Garlasco, Alberto Stasi finalmente rompe il silenzio: le sue parole

Il caso di Garlasco torna ancora una volta al centro dell’attenzione pubblica e mediatica, confermandosi come uno dei dossier giudiziari più complessi e discussi della cronaca italiana degli ultimi vent’anni. Una vicenda che, nonostante le sentenze definitive, continua a generare interrogativi, interpretazioni divergenti e nuovi spunti investigativi.

Al centro della storia c’è Alberto Stasi, condannato in via definitiva per il delitto della fidanzata Chiara Poggi, avvenuto nel 2007. Un caso che sin dall’inizio ha avuto un impatto enorme sull’opinione pubblica, anche per la sua forte esposizione mediatica e per la quantità di elementi tecnici e scientifici entrati nel dibattito processuale.

Negli anni, la vicenda non ha mai smesso di alimentare discussioni. Tra perizie, ricostruzioni e passaggi giudiziari, il caso è diventato un simbolo delle difficoltà che possono emergere quando la giustizia si confronta con indagini complesse e prove interpretate in modo differente nei vari gradi di giudizio.

Oggi, però, lo scenario sembra nuovamente in movimento. Alcuni nuovi elementi emersi dalle indagini della Procura di Pavia hanno riportato il caso sotto i riflettori, aprendo la strada a ipotesi che fino a poco tempo fa non erano considerate centrali nel quadro accusatorio.

Questo nuovo contesto ha inevitabilmente riacceso l’attenzione anche sulla posizione di Stasi, che attraverso il proprio team legale ha deciso di intervenire in maniera più incisiva. Dopo giorni di silenzio, Alberto Stasi ha deciso di rompere il silenzio, entrando a gamba tesa. “Chiesto di…”:

La novità più rilevante riguarda proprio Alberto Stasi, che ha deciso, attraverso i suoi legali, di avviare una richiesta formale di revisione del processo. Una mossa che non rappresenta soltanto un passaggio tecnico, ma un tentativo concreto di riaprire una delle vicende giudiziarie più discusse degli ultimi decenni.
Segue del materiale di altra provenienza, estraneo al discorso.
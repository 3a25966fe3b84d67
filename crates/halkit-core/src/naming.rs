//! Key naming transforms applied while encoding.
//!
//! The encoder passes every relation name, link field name and property
//! name (nested ones included) through a [`NameTransform`]. The reserved
//! `_links` / `_embedded` keys are never transformed.

use std::borrow::Cow;
use std::fmt;
use std::str::FromStr;

use serde::{Deserialize, Serialize};

use crate::error::HalError;

/// Turns a key as stored into the key written on the wire.
pub trait NameTransform {
    fn transform<'a>(&self, name: &'a str) -> Cow<'a, str>;
}

impl<F> NameTransform for F
where
    F: Fn(&str) -> String,
{
    fn transform<'a>(&self, name: &'a str) -> Cow<'a, str> {
        Cow::Owned(self(name))
    }
}

/// Built-in naming conventions.
#[derive(Debug, Clone, Copy, Default, PartialEq, Eq, Hash, Serialize, Deserialize)]
#[serde(rename_all = "snake_case")]
pub enum NamingPolicy {
    /// Keys are written as stored.
    #[default]
    Identity,
    /// `FirstName` → `firstName`, `URLValue` → `urlValue`.
    CamelCase,
    /// `FirstName` → `first_name`.
    SnakeCase,
    /// `FirstName` → `first-name`.
    KebabCase,
}

impl NameTransform for NamingPolicy {
    fn transform<'a>(&self, name: &'a str) -> Cow<'a, str> {
        match self {
            NamingPolicy::Identity => Cow::Borrowed(name),
            NamingPolicy::CamelCase => camel_case(name),
            NamingPolicy::SnakeCase => separated(name, '_'),
            NamingPolicy::KebabCase => separated(name, '-'),
        }
    }
}

impl fmt::Display for NamingPolicy {
    fn fmt(&self, f: &mut fmt::Formatter<'_>) -> fmt::Result {
        let name = match self {
            NamingPolicy::Identity => "identity",
            NamingPolicy::CamelCase => "camel_case",
            NamingPolicy::SnakeCase => "snake_case",
            NamingPolicy::KebabCase => "kebab_case",
        };
        f.write_str(name)
    }
}

impl FromStr for NamingPolicy {
    type Err = HalError;

    fn from_str(s: &str) -> Result<Self, Self::Err> {
        match s.to_ascii_lowercase().replace('-', "_").as_str() {
            "identity" | "none" => Ok(NamingPolicy::Identity),
            "camel_case" | "camelcase" | "camel" => Ok(NamingPolicy::CamelCase),
            "snake_case" | "snakecase" | "snake" => Ok(NamingPolicy::SnakeCase),
            "kebab_case" | "kebabcase" | "kebab" => Ok(NamingPolicy::KebabCase),
            other => Err(HalError::InvalidArgument(format!(
                "unknown naming policy '{other}': expected identity, camel_case, snake_case or kebab_case"
            ))),
        }
    }
}

/// Lowercase the leading run of uppercase characters. When the run is
/// followed by a lowercase letter, its last character starts the next word
/// and stays uppercase.
fn camel_case(name: &str) -> Cow<'_, str> {
    if !name.chars().next().is_some_and(char::is_uppercase) {
        return Cow::Borrowed(name);
    }

    let chars: Vec<char> = name.chars().collect();
    let mut out = String::with_capacity(name.len());
    let mut lowering = true;
    for (i, &c) in chars.iter().enumerate() {
        if lowering && c.is_uppercase() {
            let next_is_lower = chars.get(i + 1).is_some_and(|n| n.is_lowercase());
            if i > 0 && next_is_lower {
                lowering = false;
                out.push(c);
            } else {
                out.extend(c.to_lowercase());
            }
        } else {
            lowering = false;
            out.push(c);
        }
    }
    Cow::Owned(out)
}

/// Split on case boundaries and `_`/`-`/space, lowercase, and join with
/// `sep`. Leading underscores are kept.
fn separated(name: &str, sep: char) -> Cow<'_, str> {
    let body = name.trim_start_matches('_');
    let prefix = &name[..name.len() - body.len()];

    let chars: Vec<char> = body.chars().collect();
    let mut words: Vec<String> = Vec::new();
    let mut current = String::new();
    for (i, &c) in chars.iter().enumerate() {
        if matches!(c, '_' | '-' | ' ') {
            if !current.is_empty() {
                words.push(std::mem::take(&mut current));
            }
            continue;
        }
        if c.is_uppercase() && !current.is_empty() {
            let prev = chars[i - 1];
            let next_is_lower = chars.get(i + 1).is_some_and(|n| n.is_lowercase());
            if prev.is_lowercase() || prev.is_ascii_digit() || (prev.is_uppercase() && next_is_lower)
            {
                words.push(std::mem::take(&mut current));
            }
        }
        current.extend(c.to_lowercase());
    }
    if !current.is_empty() {
        words.push(current);
    }

    let mut out = String::with_capacity(name.len() + words.len());
    out.push_str(prefix);
    for (i, word) in words.iter().enumerate() {
        if i > 0 {
            out.push(sep);
        }
        out.push_str(word);
    }

    if out == name {
        Cow::Borrowed(name)
    } else {
        Cow::Owned(out)
    }
}
//! Insertion-ordered registry of relation slots.

use std::collections::HashMap;

use tracing::trace;

use crate::error::{HalError, RelationKind, Result};
use crate::slot::RelationSlot;

/// Maps relation names to [`RelationSlot`]s, keeping insertion order so
/// documents encode their relations in the order they were added.
///
/// Relation names are matched exactly (case-sensitive).
#[derive(Debug, Clone, PartialEq)]
pub struct Relations<T> {
    kind: RelationKind,
    entries: Vec<(String, RelationSlot<T>)>,
    /// Relation name → position in `entries`.
    positions: HashMap<String, usize>,
}

impl<T> Relations<T> {
    pub(crate) fn new(kind: RelationKind) -> Self {
        Self {
            kind,
            entries: Vec::new(),
            positions: HashMap::new(),
        }
    }

    pub fn kind(&self) -> RelationKind {
        self.kind
    }

    pub fn get(&self, rel: &str) -> Option<&RelationSlot<T>> {
        self.positions
            .get(rel)
            .and_then(|&pos| self.entries.get(pos))
            .map(|(_, slot)| slot)
    }

    pub fn contains(&self, rel: &str) -> bool {
        self.positions.contains_key(rel)
    }

    /// Store a slot under `rel`.
    ///
    /// # Errors
    ///
    /// Returns [`HalError::DuplicateRelation`] if `rel` is already present.
    pub(crate) fn insert(&mut self, rel: impl Into<String>, slot: RelationSlot<T>) -> Result<()> {
        let rel = rel.into();
        if self.contains(&rel) {
            return Err(HalError::duplicate(self.kind, &rel));
        }
        trace!(kind = %self.kind, rel = %rel, many = !slot.is_single(), "relation added");
        self.push(rel, slot);
        Ok(())
    }

    /// Append a slot for a relation the caller knows is absent.
    pub(crate) fn push_new(&mut self, rel: &str, slot: RelationSlot<T>) {
        debug_assert!(!self.contains(rel), "relation '{rel}' already present");
        self.push(rel.to_string(), slot);
    }

    fn push(&mut self, rel: String, slot: RelationSlot<T>) {
        self.positions.insert(rel.clone(), self.entries.len());
        self.entries.push((rel, slot));
    }

    /// Remove and return the slot stored under `rel`.
    ///
    /// # Errors
    ///
    /// Returns [`HalError::NotFound`] if `rel` is absent.
    pub(crate) fn remove(&mut self, rel: &str) -> Result<RelationSlot<T>> {
        let pos = self
            .positions
            .remove(rel)
            .ok_or_else(|| HalError::not_found(self.kind, rel))?;
        for later in self.positions.values_mut().filter(|p| **p > pos) {
            *later -= 1;
        }
        trace!(kind = %self.kind, rel, "relation removed");
        Ok(self.entries.remove(pos).1)
    }

    pub fn len(&self) -> usize {
        self.entries.len()
    }

    pub fn is_empty(&self) -> bool {
        self.entries.is_empty()
    }

    /// Relation names and their slots, in insertion order.
    pub fn iter(&self) -> impl Iterator<Item = (&str, &RelationSlot<T>)> {
        self.entries.iter().map(|(name, slot)| (name.as_str(), slot))
    }

    pub fn rels(&self) -> impl Iterator<Item = &str> {
        self.entries.iter().map(|(name, _)| name.as_str())
    }
}
//! Resource factory bound to one codec configuration.

use crate::codec;
use crate::config::HalConfig;
use crate::error::Result;
use crate::resource::Resource;

/// Creates resources and encodes/decodes them with a shared [`HalConfig`],
/// so a service configures naming and layout in one place.
#[derive(Debug, Clone, Default)]
pub struct ResourceFactory {
    config: HalConfig,
}

impl ResourceFactory {
    #[must_use]
    pub fn new(config: HalConfig) -> Self {
        Self { config }
    }

    pub fn config(&self) -> &HalConfig {
        &self.config
    }

    /// An empty resource.
    #[must_use]
    pub fn create(&self) -> Resource {
        Resource::new()
    }

    /// A resource with a `self` link to `href`.
    #[must_use]
    pub fn create_with_self(&self, href: impl Into<String>) -> Resource {
        Resource::with_self(href)
    }

    /// Encode with this factory's config.
    ///
    /// # Errors
    ///
    /// See [`codec::serialize`].
    pub fn serialize(&self, resource: &Resource) -> Result<Vec<u8>> {
        codec::serialize(resource, &self.config)
    }

    /// Decode with this factory's config.
    ///
    /// # Errors
    ///
    /// See [`codec::deserialize`].
    pub fn deserialize(&self, bytes: &[u8]) -> Result<Resource> {
        codec::deserialize(bytes, &self.config)
    }
}

#[cfg(test)]
mod tests {
    use super::*;
    use serde_json::json;

    #[test]
    fn factory_encodes_with_its_config() {
        let factory = ResourceFactory::new(HalConfig::web());
        let mut r = factory.create_with_self("http://self");
        r.add(&json!({"FirstName": "John"})).unwrap();

        let bytes = factory.serialize(&r).unwrap();
        assert_eq!(
            String::from_utf8(bytes.clone()).unwrap(),
            r#"{"_links":{"self":{"href":"http://self"}},"firstName":"John"}"#
        );

        let back = factory.deserialize(&bytes).unwrap();
        assert_eq!(back.self_href(), Some("http://self"));
        assert_eq!(back.get_value::<String>("FirstName").unwrap().as_deref(), Some("John"));
    }

    #[test]
    fn create_returns_empty_resource() {
        let factory = ResourceFactory::default();
        assert_eq!(factory.create(), Resource::new());
        assert_eq!(factory.config(), &HalConfig::default());
    }
}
La strategia difensiva è guidata dall’avvocata Giada Bocellari, che sta lavorando alla raccolta e all’analisi dei nuovi elementi emersi nell’inchiesta. La richiesta verrà depositata presso la Corte d’Appello di Brescia, competente per le revisioni dei processi celebrati a Milano, una volta completata la fase di acquisizione degli atti della Procura.

Al centro del nuovo scenario investigativo compare la figura di Andrea Sempio, indicato come possibile responsabile del delitto sulla base di una nuova lettura degli elementi raccolti. Secondo questa ipotesi, rielaborata dagli inquirenti, il movente sarebbe legato a una dinamica personale mai completamente chiarita nelle fasi precedenti delle indagini.

Gli investigatori avrebbero rivalutato alcune tracce e testimonianze alla luce di tecnologie più recenti, non disponibili all’epoca dei fatti. Questo avrebbe portato a una ricostruzione differente rispetto a quella che aveva condotto alla condanna definitiva di Stasi. Nel frattempo, l’ex studente oggi si trova in regime di semilibertà e conduce una vita regolata, con attività lavorativa esterna e rientro serale in struttura. La possibilità che venga completamente escluso dalla scena del delitto rappresenta per lui un possibile punto di svolta dopo anni di battaglie giudiziarie.

Dall’altra parte, la difesa di Sempio respinge ogni accusa, definendo le ipotesi emerse come infondate. Tuttavia, la fase attuale è ancora preliminare e sarà determinante per capire se la richiesta di revisione verrà effettivamente accolta. Se ciò accadesse, il caso di Garlasco potrebbe entrare in una nuova fase processuale, con conseguenze rilevanti non solo sul piano giudiziario ma anche su quello mediatico e sociale. Una vicenda che, a distanza di quasi due decenni, continua a rappresentare uno dei nodi più delicati della giustizia italiana contemporanea.